Denis Vaughan’s name is missing from the personnel listing in the booklet for Buxtehude’s Jubilate Domino but it’s rightly present in the companion In dulci jubilo. The excellent string players were reared on more romanticised tenets but try to bridge the gap with Dupré’s viola da gamba playing and to a degree they do so. Deller, meanwhile, sings splendidly and for some heretical moments I felt his singing superior to his singing of Purcell. Be careful with the volume control in the Fugue in C major for organ – not the most subtly recorded item here - as this jolly 4-minute piece might otherwise jeopardize your building’s structural integrity. Dupré plays three lute fantasias by Francesco Canova da Milano, Nos. 30 and 40 singly tracked but the unnumbered one has its own tracking. Eloquence notes that this last fantasia has never before been released.

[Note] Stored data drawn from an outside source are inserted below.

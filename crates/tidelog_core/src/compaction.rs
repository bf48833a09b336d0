//! Key-based log compaction.
//!
//! A pass works on the sealed segments of one partition in two sweeps:
//!
//! 1. Build an [`OffsetMap`] holding the latest offset of every key.
//! 2. Copy every record the [`Compactor`] keeps into fresh segment files
//!    carrying the `.cleaned` suffix.
//!
//! The output is then installed with a swap marker so that a crash at any
//! point either leaves the original segments in place or completes the swap
//! on the next open:
//!
//! ```text
//! fsync outputs -> write marker -> remove inputs, rename outputs
//!               -> swap segment list -> remove marker -> write checkpoint
//! ```
//!
//! Tombstones survive exactly one pass. The checkpoint written at the end of
//! a pass is the base offset of the first segment the pass did not touch; a
//! tombstone below the checkpoint has already been seen by a pass and is
//! dropped by the next one.

use crate::dir::sync_dir;
use crate::error::{CoreError, CoreResult};
use crate::partition::recovery::{remove_cleaned_files, write_checkpoint, SwapMarker};
use crate::partition::PartitionLog;
use crate::segment::{Record, ScanStep, Segment, SegmentFiles};
use crate::task::CancelToken;
use bytes::Bytes;
use std::collections::HashMap;
use std::path::Path;
use std::sync::Arc;
use tracing::{debug, info, warn};

/// Records appended to an output segment per write.
const OUTPUT_BATCH: usize = 512;

/// Summary of one compaction pass.
#[derive(Debug, Clone, Default, PartialEq, Eq)]
pub struct CompactionReport {
    /// The topic does not have compaction enabled, or nothing changed since
    /// the last pass.
    pub skipped: bool,
    /// The pass was cancelled before it changed anything.
    pub cancelled: bool,
    /// Segments read.
    pub segments_in: usize,
    /// Segments written.
    pub segments_out: usize,
    /// Records read from the input segments.
    pub records_read: u64,
    /// Records copied to the output.
    pub records_retained: u64,
    /// Keyed records dropped because a newer record has the same key.
    pub obsolete_removed: u64,
    /// Tombstones kept for one more pass.
    pub tombstones_retained: u64,
    /// Tombstones dropped after surviving a pass.
    pub tombstones_removed: u64,
    /// Total size of the input segments.
    pub bytes_before: u64,
    /// Total size of the output segments.
    pub bytes_after: u64,
}

impl CompactionReport {
    fn skipped() -> Self {
        Self {
            skipped: true,
            ..Self::default()
        }
    }

    fn cancelled(mut self) -> Self {
        self.cancelled = true;
        self
    }

    /// Returns true if the pass replaced any segments.
    #[must_use]
    pub fn changed(&self) -> bool {
        !self.skipped && !self.cancelled && self.segments_in > 0
    }
}

/// Latest offset of every key seen.
#[derive(Debug, Default)]
pub struct OffsetMap {
    latest: HashMap<Bytes, u64>,
}

impl OffsetMap {
    /// Creates an empty map.
    #[must_use]
    pub fn new() -> Self {
        Self::default()
    }

    /// Notes `record` as the latest for its key. Keyless records are ignored.
    pub fn insert(&mut self, record: &Record) {
        if let Some(key) = &record.key {
            self.latest
                .entry(key.clone())
                .and_modify(|offset| *offset = (*offset).max(record.offset))
                .or_insert(record.offset);
        }
    }

    /// Latest offset recorded for `key`.
    #[must_use]
    pub fn latest(&self, key: &[u8]) -> Option<u64> {
        self.latest.get(key).copied()
    }

    /// Number of distinct keys.
    #[must_use]
    pub fn len(&self) -> usize {
        self.latest.len()
    }

    /// Returns true if no key has been seen.
    #[must_use]
    pub fn is_empty(&self) -> bool {
        self.latest.is_empty()
    }
}

/// What a compaction pass does with one record.
#[derive(Debug, Clone, Copy, PartialEq, Eq)]
pub enum Decision {
    /// Copy the record to the output.
    Keep,
    /// Drop the record; a newer one has the same key.
    Obsolete,
    /// Drop the tombstone; it already survived a pass.
    ExpiredTombstone,
}

/// Retention rule of a compaction pass.
#[derive(Debug, Clone, Copy)]
pub struct Compactor {
    checkpoint: u64,
}

impl Compactor {
    /// Creates a compactor for a partition whose cleaner checkpoint is
    /// `checkpoint`.
    #[must_use]
    pub const fn new(checkpoint: u64) -> Self {
        Self { checkpoint }
    }

    /// Decides the fate of `record` given the latest offsets in `map`.
    #[must_use]
    pub fn decide(&self, map: &OffsetMap, record: &Record) -> Decision {
        let Some(key) = &record.key else {
            return Decision::Keep;
        };
        if map.latest(key).is_some_and(|latest| latest > record.offset) {
            return Decision::Obsolete;
        }
        if record.is_tombstone() && record.offset < self.checkpoint {
            return Decision::ExpiredTombstone;
        }
        Decision::Keep
    }

    /// Compacts an in-memory run of records in offset order.
    #[must_use]
    pub fn compact(&self, records: &[Record]) -> (Vec<Record>, CompactionReport) {
        let mut map = OffsetMap::new();
        for record in records {
            map.insert(record);
        }

        let mut report = CompactionReport::default();
        let mut kept = Vec::new();
        for record in records {
            report.records_read += 1;
            report.bytes_before += record.encoded_size() as u64;
            if self.tally(&mut report, self.decide(&map, record), record) {
                report.bytes_after += record.encoded_size() as u64;
                kept.push(record.clone());
            }
        }
        (kept, report)
    }

    /// Counts `decision` in `report` and returns true if the record is kept.
    fn tally(&self, report: &mut CompactionReport, decision: Decision, record: &Record) -> bool {
        match decision {
            Decision::Keep => {
                report.records_retained += 1;
                if record.is_tombstone() {
                    report.tombstones_retained += 1;
                }
                true
            }
            Decision::Obsolete => {
                report.obsolete_removed += 1;
                false
            }
            Decision::ExpiredTombstone => {
                report.tombstones_removed += 1;
                false
            }
        }
    }
}

/// Writes retained records into `.cleaned` segments, splitting on size.
struct OutputWriter<'a> {
    dir: &'a Path,
    max_bytes: u64,
    index_interval: u32,
    done: Vec<Segment>,
    current: Option<Segment>,
    current_bytes: u64,
    pending: Vec<Record>,
}

impl<'a> OutputWriter<'a> {
    fn new(dir: &'a Path, first_base: u64, max_bytes: u64, index_interval: u32) -> CoreResult<Self> {
        let mut writer = Self {
            dir,
            max_bytes,
            index_interval,
            done: Vec::new(),
            current: None,
            current_bytes: 0,
            pending: Vec::new(),
        };
        writer.start(first_base)?;
        Ok(writer)
    }

    fn start(&mut self, base_offset: u64) -> CoreResult<()> {
        let files = SegmentFiles::cleaned(self.dir, base_offset);
        // Left over from a pass that died before its cleanup ran.
        files.remove()?;
        self.current = Some(Segment::create_at(files, base_offset, self.index_interval)?);
        self.current_bytes = 0;
        Ok(())
    }

    fn push(&mut self, record: Record) -> CoreResult<()> {
        let size = record.encoded_size() as u64;
        let needs_split = self.current.as_ref().is_some_and(|current| {
            let relative = record.offset - current.base_offset();
            (self.current_bytes > 0 && self.current_bytes + size > self.max_bytes)
                || relative > u64::from(u32::MAX)
        });
        if needs_split {
            self.finish_current()?;
            self.start(record.offset)?;
        }

        self.current_bytes += size;
        self.pending.push(record);
        if self.pending.len() >= OUTPUT_BATCH {
            self.write_pending()?;
        }
        Ok(())
    }

    fn write_pending(&mut self) -> CoreResult<()> {
        if let Some(current) = &self.current {
            if !self.pending.is_empty() {
                current.append_batch(&self.pending)?;
                self.pending.clear();
            }
        }
        Ok(())
    }

    fn finish_current(&mut self) -> CoreResult<()> {
        self.write_pending()?;
        if let Some(current) = self.current.take() {
            current.seal()?;
            self.done.push(current);
        }
        Ok(())
    }

    /// Seals every output and returns their base offsets and total size.
    fn finish(mut self) -> CoreResult<(Vec<u64>, u64)> {
        self.finish_current()?;
        sync_dir(self.dir)?;
        let bases = self.done.iter().map(Segment::base_offset).collect();
        let bytes = self.done.iter().map(Segment::size).sum();
        Ok((bases, bytes))
    }

    /// Removes every output file written so far.
    fn discard(mut self) {
        self.pending.clear();
        for segment in self.done.drain(..).chain(self.current.take()) {
            if let Err(e) = segment.delete_files() {
                warn!(base_offset = segment.base_offset(), error = %e, "failed to remove compaction output");
            }
        }
    }
}

/// Walks every frame of `segment`, failing on anything unreadable.
fn for_each_record(
    segment: &Segment,
    mut f: impl FnMut(Record) -> CoreResult<()>,
) -> CoreResult<()> {
    let mut scanner = segment.scan();
    let limit = segment.next_offset();
    let mut previous: Option<u64> = None;
    while let Some(step) = scanner.next_step()? {
        match step {
            ScanStep::Frame {
                position,
                header,
                record,
            } => {
                if header.offset < segment.base_offset()
                    || header.offset >= limit
                    || previous.is_some_and(|p| header.offset <= p)
                {
                    return Err(CoreError::segment_corruption(format!(
                        "segment {} position {position}: offset {} out of sequence",
                        segment.base_offset(),
                        header.offset
                    )));
                }
                previous = Some(header.offset);
                f(record?)?;
            }
            ScanStep::Torn { position } => {
                return Err(CoreError::segment_corruption(format!(
                    "segment {} frame at position {position} is incomplete",
                    segment.base_offset()
                )));
            }
            ScanStep::Invalid { error, .. } => return Err(error),
        }
    }
    Ok(())
}

fn as_compaction_failure(error: CoreError) -> CoreError {
    match error {
        CoreError::CompactionFailure { .. } => error,
        other => CoreError::compaction_failure(other.to_string()),
    }
}

/// Runs one compaction pass over `log`.
pub(crate) fn compact_partition(
    log: &PartitionLog,
    cancel: &CancelToken,
) -> CoreResult<CompactionReport> {
    let mut maintenance = log.maintenance();
    let config = log.config();
    if !config.compaction_enabled {
        return Ok(CompactionReport::skipped());
    }

    let list = log.segments();
    let inputs: Vec<Arc<Segment>> = list.sealed().to_vec();
    let Some(last_input) = inputs.last() else {
        return Ok(CompactionReport::skipped());
    };
    if maintenance.settled && last_input.base_offset() < maintenance.checkpoint {
        return Ok(CompactionReport::skipped());
    }
    let next_checkpoint = list.active().base_offset();

    let mut report = CompactionReport {
        segments_in: inputs.len(),
        bytes_before: inputs.iter().map(|s| s.size()).sum(),
        ..CompactionReport::default()
    };

    let mut map = OffsetMap::new();
    for segment in &inputs {
        if cancel.is_cancelled() {
            return Ok(report.cancelled());
        }
        for_each_record(segment, |record| {
            map.insert(&record);
            Ok(())
        })
        .map_err(as_compaction_failure)?;
    }
    debug!(
        topic = log.topic(),
        partition = %log.id(),
        keys = map.len(),
        "built compaction offset map"
    );

    let compactor = Compactor::new(maintenance.checkpoint);
    let mut output = OutputWriter::new(
        log.dir(),
        inputs[0].base_offset(),
        config.segment_max_bytes,
        config.index_interval,
    )
    .map_err(as_compaction_failure)?;

    for segment in &inputs {
        if cancel.is_cancelled() {
            output.discard();
            return Ok(report.cancelled());
        }
        let copied = for_each_record(segment, |record| {
            report.records_read += 1;
            if compactor.tally(&mut report, compactor.decide(&map, &record), &record) {
                output.push(record)?;
            }
            Ok(())
        });
        if let Err(e) = copied {
            output.discard();
            return Err(as_compaction_failure(e));
        }
    }

    let (outputs, bytes_after) = match output.finish() {
        Ok(done) => done,
        Err(e) => {
            remove_outputs(log.dir());
            return Err(as_compaction_failure(e));
        }
    };
    report.segments_out = outputs.len();
    report.bytes_after = bytes_after;

    if cancel.is_cancelled() {
        remove_outputs(log.dir());
        return Ok(report.cancelled());
    }

    let marker = SwapMarker {
        inputs: inputs.iter().map(|s| s.base_offset()).collect(),
        outputs,
    };
    if let Err(e) = marker.save(log.dir()) {
        remove_outputs(log.dir());
        return Err(as_compaction_failure(e));
    }

    if let Err(e) = install(log, &marker, &inputs, next_checkpoint) {
        log.mark_degraded(&e);
        return Err(as_compaction_failure(e));
    }
    maintenance.checkpoint = next_checkpoint;
    maintenance.settled = report.tombstones_retained == 0;

    info!(
        topic = log.topic(),
        partition = %log.id(),
        segments_in = report.segments_in,
        segments_out = report.segments_out,
        records_read = report.records_read,
        records_retained = report.records_retained,
        tombstones_removed = report.tombstones_removed,
        bytes_before = report.bytes_before,
        bytes_after = report.bytes_after,
        "compacted partition"
    );
    Ok(report)
}

/// Completes a committed swap: files, segment list, marker, checkpoint.
fn install(
    log: &PartitionLog,
    marker: &SwapMarker,
    inputs: &[Arc<Segment>],
    checkpoint: u64,
) -> CoreResult<()> {
    let dir = log.dir();
    marker.install(dir)?;

    let interval = log.config().index_interval;
    let mut outputs = Vec::with_capacity(marker.outputs.len());
    for &base in &marker.outputs {
        outputs.push(Arc::new(Segment::open(dir, base, interval, true)?));
    }

    log.replace_segments(|list| {
        if !list.starts_with(inputs) {
            return Err(CoreError::compaction_failure(
                "segment list changed while compacting",
            ));
        }
        list.with_prefix_replaced(inputs.len(), outputs)
    })?;

    SwapMarker::clear(dir)?;
    write_checkpoint(dir, checkpoint)
}

/// Removes the `.cleaned` files of an aborted pass.
fn remove_outputs(dir: &Path) {
    if let Err(e) = remove_cleaned_files(dir) {
        warn!(dir = %dir.display(), error = %e, "failed to remove compaction output");
    }
}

There are four Campion lute songs and one attributed to him. It’s a superior selection of songs that brings the very best from the countertenor and his lute accompanist and of them it’s perhaps Never Weather-beaten sail that is the most beautifully sung and the most affectingly intimate.
The final work is Purcell’s Come, Ye Sons of Art. His fellow singers are Margaret Richie, John Whitworth, and Bruce Boyce, with the ensemble and chorus directed by Anthony Lewis, the conductor who did so much to spread the Baroque word at this time. Lewis’s reading of the opening Sinfonia is typically noble, stoic and un-double dotted, full of late-Romantic touches emphasized by the breadth and expressivity of the strings’ vibratos. For all its virtues though, this version can’t compete with Deller’s Vanguard remake in 1962 when he, his son Mark, Mary Thomas, Maurice Bevan and the Oriana Consort Choir and orchestra comprehensively trump this earlier affair. For one thing the chorus is too distant and woolly, Deller’s phrase tapering in his opening solo is too emphatic, Sound the trumpet is a bit pretty-pretty and Margaret Ritchie, a fine singer who had recorded Purcell on Decca 78s during the War, sounds a touch stentorian.
No texts but there are pleasing notes and the restorations are faithful, having done what they can with the source material.